The distance between the points (a cos θ + b sin θ, 0) and (0, a sin θ − b cos θ) is
(a) $a^{2}+b^{2}$
(b) $a+b$
(c) $a^{2}-b^{2}$
(d) $\sqrt{a 2+b 2}$
We have to find the distance between $\mathrm{A}(a \cos \theta+b \sin \theta, 0)$ and $\mathrm{B}(0, a \sin \theta-b \cos \theta)$.

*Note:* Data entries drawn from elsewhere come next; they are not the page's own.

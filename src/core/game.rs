//! Hangman game state
//!
//! Tracks what is known about the target while letters are guessed. The
//! solver never owns this state; it only reads the pattern and the incorrect
//! letters derived from it.

use super::{Pattern, Word};
use rustc_hash::FxHashSet;

/// What a single letter guess did to the game
#[derive(Debug, Clone, Copy, PartialEq, Eq)]
pub enum GuessOutcome {
    /// The letter is in the word; carries the number of slots it revealed
    Hit(usize),
    /// The letter is not in the word
    Miss,
    /// The letter was guessed before; nothing changed
    Repeated,
}

/// State of one hangman round
#[derive(Debug, Clone)]
pub struct Game {
    target: Word,
    revealed: FxHashSet<char>,
    incorrect: Vec<char>,
    turns: usize,
    guesses: usize,
}

impl Game {
    #[must_use]
    pub fn new(target: Word) -> Self {
        Self {
            target,
            revealed: FxHashSet::default(),
            incorrect: Vec::new(),
            turns: 0,
            guesses: 0,
        }
    }

    #[must_use]
    pub const fn target(&self) -> &Word {
        &self.target
    }

    /// Apply a letter guess
    ///
    /// # Examples
    /// ```
    /// use hangman_helper::core::{Game, GuessOutcome, Word};
    ///
    /// let mut game = Game::new(Word::new("moon").unwrap());
    /// assert_eq!(game.guess('o'), GuessOutcome::Hit(2));
    /// assert_eq!(game.guess('e'), GuessOutcome::Miss);
    /// assert_eq!(game.masked(), "_ O O _");
    /// ```
    pub fn guess(&mut self, letter: char) -> GuessOutcome {
        let letter = letter.to_ascii_lowercase();

        if self.revealed.contains(&letter) || self.incorrect.contains(&letter) {
            return GuessOutcome::Repeated;
        }

        self.guesses += 1;

        if self.target.has_letter(letter) {
            self.revealed.insert(letter);
            GuessOutcome::Hit(self.target.positions_of(letter).len())
        } else {
            self.incorrect.push(letter);
            self.turns += 1;
            GuessOutcome::Miss
        }
    }

    /// Pattern of the target with unrevealed slots as wildcards
    #[must_use]
    pub fn pattern(&self) -> Pattern {
        Pattern::from_slots(
            self.target
                .text()
                .chars()
                .map(|ch| self.revealed.contains(&ch).then_some(ch))
                .collect(),
        )
    }

    /// Target with revealed letters upper-cased and hidden ones as `_`,
    /// separated by spaces
    #[must_use]
    pub fn masked(&self) -> String {
        self.target
            .text()
            .chars()
            .map(|ch| {
                if self.revealed.contains(&ch) {
                    ch.to_ascii_uppercase()
                } else {
                    '_'
                }
            })
            .map(String::from)
            .collect::<Vec<_>>()
            .join(" ")
    }

    /// Incorrect guesses, in the order they were made
    #[must_use]
    pub fn incorrect(&self) -> &[char] {
        &self.incorrect
    }

    /// Incorrect guesses as forbidden substrings for candidate filtering
    #[must_use]
    pub fn forbidden(&self) -> Vec<String> {
        self.incorrect.iter().map(char::to_string).collect()
    }

    /// Number of incorrect guesses so far
    #[must_use]
    pub const fn turns(&self) -> usize {
        self.turns
    }

    /// Number of distinct letters guessed so far
    #[must_use]
    pub const fn guesses(&self) -> usize {
        self.guesses
    }

    /// True once every letter of the target is revealed
    #[must_use]
    pub fn is_won(&self) -> bool {
        self.target
            .distinct_letters()
            .all(|ch| self.revealed.contains(&ch))
    }
}

#[cfg(test)]
mod tests {
    use super::*;

    fn game(word: &str) -> Game {
        Game::new(Word::new(word).unwrap())
    }

    #[test]
    fn new_game_is_fully_hidden() {
        let g = game("cat");
        assert_eq!(g.masked(), "_ _ _");
        assert_eq!(g.pattern(), Pattern::blank(3));
        assert_eq!(g.turns(), 0);
        assert!(!g.is_won());
    }

    #[test]
    fn hit_reveals_every_position() {
        let mut g = game("banana");
        assert_eq!(g.guess('a'), GuessOutcome::Hit(3));
        assert_eq!(g.masked(), "_ A _ A _ A");
        assert_eq!(g.pattern().to_string(), "_a_a_a");
        assert_eq!(g.turns(), 0);
    }

    #[test]
    fn miss_counts_a_turn() {
        let mut g = game("cat");
        assert_eq!(g.guess('e'), GuessOutcome::Miss);
        assert_eq!(g.guess('o'), GuessOutcome::Miss);
        assert_eq!(g.turns(), 2);
        assert_eq!(g.incorrect(), &['e', 'o']);
        assert_eq!(g.forbidden(), vec!["e".to_string(), "o".to_string()]);
    }

    #[test]
    fn repeated_guess_changes_nothing() {
        let mut g = game("cat");
        g.guess('e');
        g.guess('c');
        assert_eq!(g.guess('e'), GuessOutcome::Repeated);
        assert_eq!(g.guess('C'), GuessOutcome::Repeated);
        assert_eq!(g.turns(), 1);
        assert_eq!(g.guesses(), 2);
    }

    #[test]
    fn won_when_all_letters_revealed() {
        let mut g = game("noon");
        g.guess('n');
        assert!(!g.is_won());
        g.guess('o');
        assert!(g.is_won());
        assert_eq!(g.masked(), "N O O N");
    }
}
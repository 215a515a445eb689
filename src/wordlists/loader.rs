//! Word list loading utilities
//!
//! Reads a dictionary with one word per line. Entries are trimmed and
//! lowercased but otherwise passed through untouched.

use log::debug;
use std::fmt;
use std::fs;
use std::io;
use std::path::{Path, PathBuf};

/// Error type for a dictionary that cannot be loaded
#[derive(Debug)]
pub enum CorpusError {
    /// The backing file is missing or unreadable
    Unavailable { path: PathBuf, source: io::Error },
}

impl fmt::Display for CorpusError {
    fn fmt(&self, f: &mut fmt::Formatter<'_>) -> fmt::Result {
        match self {
            Self::Unavailable { path, source } => {
                write!(f, "Word list {} is unavailable: {source}", path.display())
            }
        }
    }
}

impl std::error::Error for CorpusError {
    fn source(&self) -> Option<&(dyn std::error::Error + 'static)> {
        match self {
            Self::Unavailable { source, .. } => Some(source),
        }
    }
}

/// Load words from a file
///
/// Every line becomes one entry, blank lines included (as empty words).
///
/// # Errors
///
/// Returns `CorpusError::Unavailable` if the file cannot be opened or read.
///
/// # Examples
/// ```no_run
/// use hangman_helper::wordlists::loader::load_from_file;
///
/// let words = load_from_file("english-words/words_alpha.txt").unwrap();
/// println!("Loaded {} words", words.len());
/// ```
pub fn load_from_file<P: AsRef<Path>>(path: P) -> Result<Vec<String>, CorpusError> {
    let path = path.as_ref();
    let content = fs::read_to_string(path).map_err(|source| CorpusError::Unavailable {
        path: path.to_path_buf(),
        source,
    })?;

    let words = words_from_lines(&content);
    debug!("loaded {} words from {}", words.len(), path.display());

    Ok(words)
}

/// Split text into normalized words, one per line
///
/// # Examples
/// ```
/// use hangman_helper::wordlists::loader::words_from_lines;
///
/// let words = words_from_lines("Cat\n  dog \r\n");
/// assert_eq!(words, vec!["cat", "dog"]);
/// ```
#[must_use]
pub fn words_from_lines(text: &str) -> Vec<String> {
    text.lines().map(|line| line.trim().to_lowercase()).collect()
}

#[cfg(test)]
mod tests {
    use super::*;
    use std::io::Write;

    #[test]
    fn words_from_lines_normalizes() {
        let words = words_from_lines("CAT\n\tcar\ncan  \n");
        assert_eq!(words, vec!["cat", "car", "can"]);
    }

    #[test]
    fn words_from_lines_keeps_blank_and_odd_entries() {
        let words = words_from_lines("cat\n\ne-mail\n");
        assert_eq!(words, vec!["cat", "", "e-mail"]);
    }

    #[test]
    fn words_from_lines_empty() {
        assert!(words_from_lines("").is_empty());
    }

    #[test]
    fn load_from_file_reads_every_line() {
        let path = std::env::temp_dir().join(format!(
            "hangman_helper_loader_{}.txt",
            std::process::id()
        ));
        let mut file = fs::File::create(&path).unwrap();
        writeln!(file, "Dog\ndo\ncat").unwrap();
        drop(file);

        let words = load_from_file(&path).unwrap();
        fs::remove_file(&path).unwrap();

        assert_eq!(words, vec!["dog", "do", "cat"]);
    }

    #[test]
    fn load_from_missing_file_is_unavailable() {
        let err = load_from_file("does/not/exist/words.txt").unwrap_err();
        assert!(matches!(err, CorpusError::Unavailable { .. }));
        assert!(err.to_string().contains("does/not/exist/words.txt"));
    }
}
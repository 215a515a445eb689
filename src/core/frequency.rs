//! Letter frequency ranking and word scoring
//!
//! A [`LetterRanking`] orders the distinct letters of a word collection by how
//! often they occur. A [`ScoreMap`] turns a ranking into integer weights so
//! that words built from common letters score higher than words built from
//! rare ones.

use rustc_hash::FxHashMap;
use std::fmt;

/// Distinct letters of a word collection, most frequent first
///
/// Letters with equal counts keep the order in which they first appear in the
/// concatenated input, so the ranking is reproducible for a given input.
#[derive(Debug, Clone, Default, PartialEq, Eq)]
pub struct LetterRanking {
    entries: Vec<(char, usize)>,
}

impl LetterRanking {
    /// Rank the letters of `words` by total occurrence count
    ///
    /// # Examples
    /// ```
    /// use hangman_helper::core::LetterRanking;
    ///
    /// let ranking = LetterRanking::of(["cat", "car", "can"]);
    /// let letters: Vec<char> = ranking.letters().collect();
    /// assert_eq!(letters, vec!['c', 'a', 't', 'r', 'n']);
    /// ```
    #[must_use]
    pub fn of<I, S>(words: I) -> Self
    where
        I: IntoIterator<Item = S>,
        S: AsRef<str>,
    {
        // Slot index per letter; `entries` stays in first-seen order until sorted
        let mut slots: FxHashMap<char, usize> = FxHashMap::default();
        let mut entries: Vec<(char, usize)> = Vec::new();

        for word in words {
            for ch in word.as_ref().chars() {
                let slot = *slots.entry(ch).or_insert_with(|| {
                    entries.push((ch, 0));
                    entries.len() - 1
                });
                entries[slot].1 += 1;
            }
        }

        // Stable: ties keep first-seen order
        entries.sort_by(|a, b| b.1.cmp(&a.1));

        Self { entries }
    }

    /// Letters in ranking order
    pub fn letters(&self) -> impl DoubleEndedIterator<Item = char> + ExactSizeIterator + '_ {
        self.entries.iter().map(|&(ch, _)| ch)
    }

    /// `(letter, count)` pairs in ranking order
    #[must_use]
    pub fn entries(&self) -> &[(char, usize)] {
        &self.entries
    }

    #[must_use]
    pub fn len(&self) -> usize {
        self.entries.len()
    }

    #[must_use]
    pub fn is_empty(&self) -> bool {
        self.entries.is_empty()
    }
}

/// Error type for scoring a word against a score map
#[derive(Debug, Clone, PartialEq, Eq)]
pub enum ScoreError {
    /// The word holds a letter the score map's source collection never had
    UnknownLetter(char),
}

impl fmt::Display for ScoreError {
    fn fmt(&self, f: &mut fmt::Formatter<'_>) -> fmt::Result {
        match self {
            Self::UnknownLetter(ch) => write!(f, "Letter '{ch}' has no weight in the score map"),
        }
    }
}

impl std::error::Error for ScoreError {}

/// Rank-based letter weights
///
/// The rarest letter of the ranking weighs 1 and the most common weighs N,
/// where N is the number of distinct letters.
#[derive(Debug, Clone, Default, PartialEq, Eq)]
pub struct ScoreMap {
    weights: FxHashMap<char, u64>,
}

impl ScoreMap {
    /// Derive weights from a ranking
    #[must_use]
    pub fn from_ranking(ranking: &LetterRanking) -> Self {
        let weights = ranking
            .letters()
            .rev()
            .zip(1..)
            .collect::<FxHashMap<char, u64>>();

        Self { weights }
    }

    /// Weight of a single letter
    #[must_use]
    pub fn weight(&self, letter: char) -> Option<u64> {
        self.weights.get(&letter).copied()
    }

    /// Sum of letter weights over every character of `word`
    ///
    /// # Errors
    ///
    /// Returns `ScoreError::UnknownLetter` for the first character of `word`
    /// that has no weight.
    ///
    /// # Examples
    /// ```
    /// use hangman_helper::core::{LetterRanking, ScoreMap};
    ///
    /// let scores = ScoreMap::from_ranking(&LetterRanking::of(["cat", "car", "can"]));
    /// assert_eq!(scores.word_score("cat"), Ok(12));
    /// assert!(scores.word_score("dog").is_err());
    /// ```
    pub fn word_score(&self, word: &str) -> Result<u64, ScoreError> {
        word.chars()
            .map(|ch| self.weight(ch).ok_or(ScoreError::UnknownLetter(ch)))
            .sum()
    }

    #[must_use]
    pub fn len(&self) -> usize {
        self.weights.len()
    }

    #[must_use]
    pub fn is_empty(&self) -> bool {
        self.weights.is_empty()
    }
}

#[cfg(test)]
mod tests {
    use super::*;

    #[test]
    fn ranking_orders_by_count_descending() {
        let ranking = LetterRanking::of(["banana", "band"]);
        // a:4 n:3 b:2 d:1
        assert_eq!(ranking.entries(), &[('a', 4), ('n', 3), ('b', 2), ('d', 1)]);
    }

    #[test]
    fn ranking_ties_keep_first_seen_order() {
        let ranking = LetterRanking::of(["cat", "car", "can"]);
        assert_eq!(
            ranking.entries(),
            &[('c', 3), ('a', 3), ('t', 1), ('r', 1), ('n', 1)]
        );
    }

    #[test]
    fn ranking_is_reproducible() {
        let words = ["stone", "notes", "onset", "tones"];
        assert_eq!(LetterRanking::of(words), LetterRanking::of(words));
    }

    #[test]
    fn ranking_omits_absent_letters() {
        let ranking = LetterRanking::of(["aaa"]);
        assert_eq!(ranking.len(), 1);
        assert_eq!(ranking.entries(), &[('a', 3)]);
    }

    #[test]
    fn ranking_of_nothing_is_empty() {
        let ranking = LetterRanking::of(Vec::<String>::new());
        assert!(ranking.is_empty());
        assert!(ScoreMap::from_ranking(&ranking).is_empty());
    }

    #[test]
    fn score_map_weights_reverse_rank() {
        let ranking = LetterRanking::of(["cat", "car", "can"]);
        let scores = ScoreMap::from_ranking(&ranking);

        assert_eq!(scores.len(), 5);
        assert_eq!(scores.weight('c'), Some(5));
        assert_eq!(scores.weight('a'), Some(4));
        assert_eq!(scores.weight('t'), Some(3));
        assert_eq!(scores.weight('r'), Some(2));
        assert_eq!(scores.weight('n'), Some(1));
        assert_eq!(scores.weight('z'), None);
    }

    #[test]
    fn word_score_sums_weights() {
        let scores = ScoreMap::from_ranking(&LetterRanking::of(["cat", "car", "can"]));
        assert_eq!(scores.word_score("cat"), Ok(12));
        assert_eq!(scores.word_score("car"), Ok(11));
        assert_eq!(scores.word_score("can"), Ok(10));
        assert_eq!(scores.word_score(""), Ok(0));
    }

    #[test]
    fn word_score_unknown_letter() {
        let scores = ScoreMap::from_ranking(&LetterRanking::of(["cat"]));
        assert_eq!(scores.word_score("cut"), Err(ScoreError::UnknownLetter('u')));
    }

    #[test]
    fn word_score_increases_with_heavier_letter() {
        let ranking = LetterRanking::of(["eeeee", "tttt", "aaa", "oo", "i"]);
        let scores = ScoreMap::from_ranking(&ranking);
        let letters: Vec<char> = ranking.letters().collect();

        // Swapping any letter for a heavier one strictly raises the score
        for (i, &lighter) in letters.iter().enumerate().skip(1) {
            for &heavier in &letters[..i] {
                let base = format!("i{lighter}i");
                let swapped = base.replacen(lighter, &heavier.to_string(), 1);
                assert!(
                    scores.word_score(&swapped).unwrap() > scores.word_score(&base).unwrap(),
                    "{swapped} should outscore {base}"
                );
            }
        }
    }
}
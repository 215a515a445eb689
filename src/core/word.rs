//! Secret word representation
//!
//! A `Word` is the hangman target: a non-empty run of ASCII letters with a
//! letter position index used to reveal slots after a correct guess.

use rustc_hash::FxHashMap;
use std::fmt;

/// A validated hangman target word
///
/// Stores the lowercase text and the positions of every letter it contains.
#[derive(Debug, Clone, PartialEq, Eq)]
pub struct Word {
    text: String,
    char_positions: FxHashMap<char, Vec<usize>>,
}

/// Error type for rejected target words
#[derive(Debug, Clone, PartialEq, Eq)]
pub enum WordError {
    Empty,
    InvalidCharacters(String),
}

impl fmt::Display for WordError {
    fn fmt(&self, f: &mut fmt::Formatter<'_>) -> fmt::Result {
        match self {
            Self::Empty => write!(f, "The word must contain at least one letter."),
            Self::InvalidCharacters(_) => write!(
                f,
                "The word can only contain letters (no numbers or special characters)."
            ),
        }
    }
}

impl std::error::Error for WordError {}

impl Word {
    /// Create a new Word from user input
    ///
    /// Input is trimmed and lowercased before validation.
    ///
    /// # Errors
    /// Returns `WordError` if:
    /// - The trimmed input is empty
    /// - Any character falls outside `a-z`
    ///
    /// # Examples
    /// ```
    /// use hangman_helper::core::Word;
    ///
    /// let word = Word::new("  Cat\n").unwrap();
    /// assert_eq!(word.text(), "cat");
    ///
    /// assert!(Word::new("c4t").is_err());
    /// assert!(Word::new("two words").is_err());
    /// ```
    pub fn new(text: impl AsRef<str>) -> Result<Self, WordError> {
        let text = text.as_ref().trim().to_lowercase();

        if text.is_empty() {
            return Err(WordError::Empty);
        }

        if !text.chars().all(|c| c.is_ascii_lowercase()) {
            return Err(WordError::InvalidCharacters(text));
        }

        let mut char_positions: FxHashMap<char, Vec<usize>> = FxHashMap::default();
        for (i, ch) in text.chars().enumerate() {
            char_positions.entry(ch).or_default().push(i);
        }

        Ok(Self {
            text,
            char_positions,
        })
    }

    /// Get the word as a string slice
    #[inline]
    #[must_use]
    pub fn text(&self) -> &str {
        &self.text
    }

    /// Number of letters in the word
    #[inline]
    #[must_use]
    pub fn len(&self) -> usize {
        self.text.len()
    }

    /// Always false: empty words are rejected at construction
    #[inline]
    #[must_use]
    pub fn is_empty(&self) -> bool {
        self.text.is_empty()
    }

    /// Check if the word contains a specific letter
    #[inline]
    #[must_use]
    pub fn has_letter(&self, letter: char) -> bool {
        self.char_positions.contains_key(&letter)
    }

    /// Get all positions where a letter appears
    ///
    /// Returns an empty slice if the letter doesn't appear.
    #[inline]
    pub fn positions_of(&self, letter: char) -> &[usize] {
        self.char_positions
            .get(&letter)
            .map_or(&[], std::vec::Vec::as_slice)
    }

    /// Iterate over the distinct letters of the word, in no particular order
    pub fn distinct_letters(&self) -> impl Iterator<Item = char> + '_ {
        self.char_positions.keys().copied()
    }
}

impl fmt::Display for Word {
    fn fmt(&self, f: &mut fmt::Formatter<'_>) -> fmt::Result {
        write!(f, "{}", self.text)
    }
}
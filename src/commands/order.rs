//! Guess order command
//!
//! Shows which letters the automatic player would try, and in what order, for
//! a target of a given length.

use crate::core::LetterRanking;
use crate::solver::Solver;

/// Result of computing a guess order
pub struct OrderResult {
    pub length: usize,
    /// Dictionary words with exactly `length` letters
    pub word_count: usize,
    /// True when no word had that length and the whole corpus was ranked
    pub used_global: bool,
    pub ranking: LetterRanking,
}

/// Compute the guess order for targets of `length` letters
#[must_use]
pub fn guess_order(length: usize, solver: &Solver) -> OrderResult {
    let word_count = solver.words_of_length(length).len();

    OrderResult {
        length,
        word_count,
        used_global: word_count == 0,
        ranking: solver.next_guess_order(length),
    }
}
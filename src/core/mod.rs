//! Core domain types for hangman
//!
//! This module contains the fundamental domain types. Everything here is pure
//! and works on in-memory data only.

mod frequency;
mod game;
mod pattern;
mod word;

pub use frequency::{LetterRanking, ScoreError, ScoreMap};
pub use game::{Game, GuessOutcome};
pub use pattern::{Pattern, PatternError, WILDCARDS};
pub use word::{Word, WordError};
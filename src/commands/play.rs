//! Automatic play command
//!
//! Guesses letters for a known target word in frequency order and records
//! what the solver would suggest after every guess.

use super::CommandError;
use crate::core::{Game, GuessOutcome, Word};
use crate::solver::Solver;
use log::debug;
use std::io::{self, Write};

/// Default number of candidate words shown per turn
pub const DEFAULT_SUGGESTIONS: usize = 10;

/// Configuration for playing a word
pub struct PlayConfig {
    pub target: String,
    /// Candidate words kept per turn
    pub suggestions: usize,
    /// Stop after this many incorrect guesses; `None` plays until the guess
    /// order runs out
    pub max_misses: Option<usize>,
}

impl PlayConfig {
    #[must_use]
    pub const fn new(target: String) -> Self {
        Self {
            target,
            suggestions: DEFAULT_SUGGESTIONS,
            max_misses: None,
        }
    }
}

/// Snapshot of the game after one guess (or before the first)
#[derive(Debug, Clone)]
pub struct TurnStep {
    pub guess: Option<(char, GuessOutcome)>,
    pub masked: String,
    pub turns: usize,
    pub incorrect: Vec<char>,
    pub candidate_count: usize,
    pub suggestions: Vec<String>,
}

/// Result of playing a word
#[derive(Debug)]
pub struct PlayResult {
    pub target: String,
    pub won: bool,
    pub steps: Vec<TurnStep>,
    pub turns: usize,
    pub guesses: usize,
}

/// Play `config.target` to completion
///
/// The first step describes the untouched board; every later step follows one
/// letter guess.
///
/// # Errors
///
/// Returns `CommandError::InvalidWord` if the target holds anything but
/// letters, or `CommandError::Score` if candidate scoring breaks.
pub fn play_word(config: &PlayConfig, solver: &Solver) -> Result<PlayResult, CommandError> {
    let target = Word::new(&config.target)?;
    let order = solver.next_guess_order(target.len());
    debug!(
        "guess order for {} letters: {}",
        target.len(),
        order.letters().collect::<String>()
    );

    let mut game = Game::new(target);
    let mut steps = vec![snapshot(&game, None, config, solver)?];

    for letter in order.letters() {
        if game.is_won() || missed_out(&game, config.max_misses) {
            break;
        }

        let outcome = game.guess(letter);
        steps.push(snapshot(&game, Some((letter, outcome)), config, solver)?);
    }

    Ok(PlayResult {
        target: game.target().text().to_string(),
        won: game.is_won(),
        steps,
        turns: game.turns(),
        guesses: game.guesses(),
    })
}

/// Play `target` without recording candidates, returning the final state
#[must_use]
pub fn simulate(target: Word, solver: &Solver, max_misses: Option<usize>) -> Game {
    let order = solver.next_guess_order(target.len());
    let mut game = Game::new(target);

    for letter in order.letters() {
        if game.is_won() || missed_out(&game, max_misses) {
            break;
        }
        game.guess(letter);
    }

    game
}

fn missed_out(game: &Game, max_misses: Option<usize>) -> bool {
    max_misses.is_some_and(|max| game.turns() >= max)
}

fn snapshot(
    game: &Game,
    guess: Option<(char, GuessOutcome)>,
    config: &PlayConfig,
    solver: &Solver,
) -> Result<TurnStep, CommandError> {
    let candidates = solver.find_possible_words(&game.pattern(), &game.forbidden())?;

    Ok(TurnStep {
        guess,
        masked: game.masked(),
        turns: game.turns(),
        incorrect: game.incorrect().to_vec(),
        candidate_count: candidates.len(),
        suggestions: candidates.into_iter().take(config.suggestions).collect(),
    })
}

/// Resolve the target word, prompting on stdin when none was given
///
/// # Errors
///
/// Returns `CommandError::InvalidWord` for anything but letters, or
/// `CommandError::Io` if the prompt fails.
pub fn read_target(word: Option<String>) -> Result<Word, CommandError> {
    let text = match word {
        Some(word) => word,
        None => prompt_target()?,
    };
    Ok(Word::new(text)?)
}

/// Ask for the target word on stdin
///
/// # Errors
///
/// Returns `CommandError::Io` if stdin or stdout fail.
pub fn prompt_target() -> Result<String, CommandError> {
    print!("Enter a word: ");
    io::stdout()
        .flush()
        .map_err(|e| CommandError::Io(e.to_string()))?;

    let mut input = String::new();
    io::stdin()
        .read_line(&mut input)
        .map_err(|e| CommandError::Io(e.to_string()))?;

    Ok(input.trim().to_string())
}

In general, the distance between $\mathrm{A}\left(x_{1}, y_{1}\right)$ and $\mathrm{B}\left(x_{2}, y_{2}\right)$ is given by,
$\mathrm{AB}=\sqrt{\left(x_{2}-x_{1}\right)^{2}+\left(y_{2}-y_{1}\right)^{2}}$
So,
$\mathrm{AB}=\sqrt{(a \cos \theta+b \sin \theta-0)^{2}+(0-a \sin \theta+b \cos \theta)^{2}}$
$=\sqrt{a^{2}\left(\sin ^{2} \theta+\cos ^{2} \theta\right)+b^{2}\left(\sin ^{2} \theta+\cos ^{2} \theta\right)}$
But according to the trigonometric identity,
$\sin ^{2} \theta+\cos ^{2} \theta=1$
Therefore,
$\mathrm{AB}=\sqrt{a^{2}+b^{2}}$
So, the answer is (d)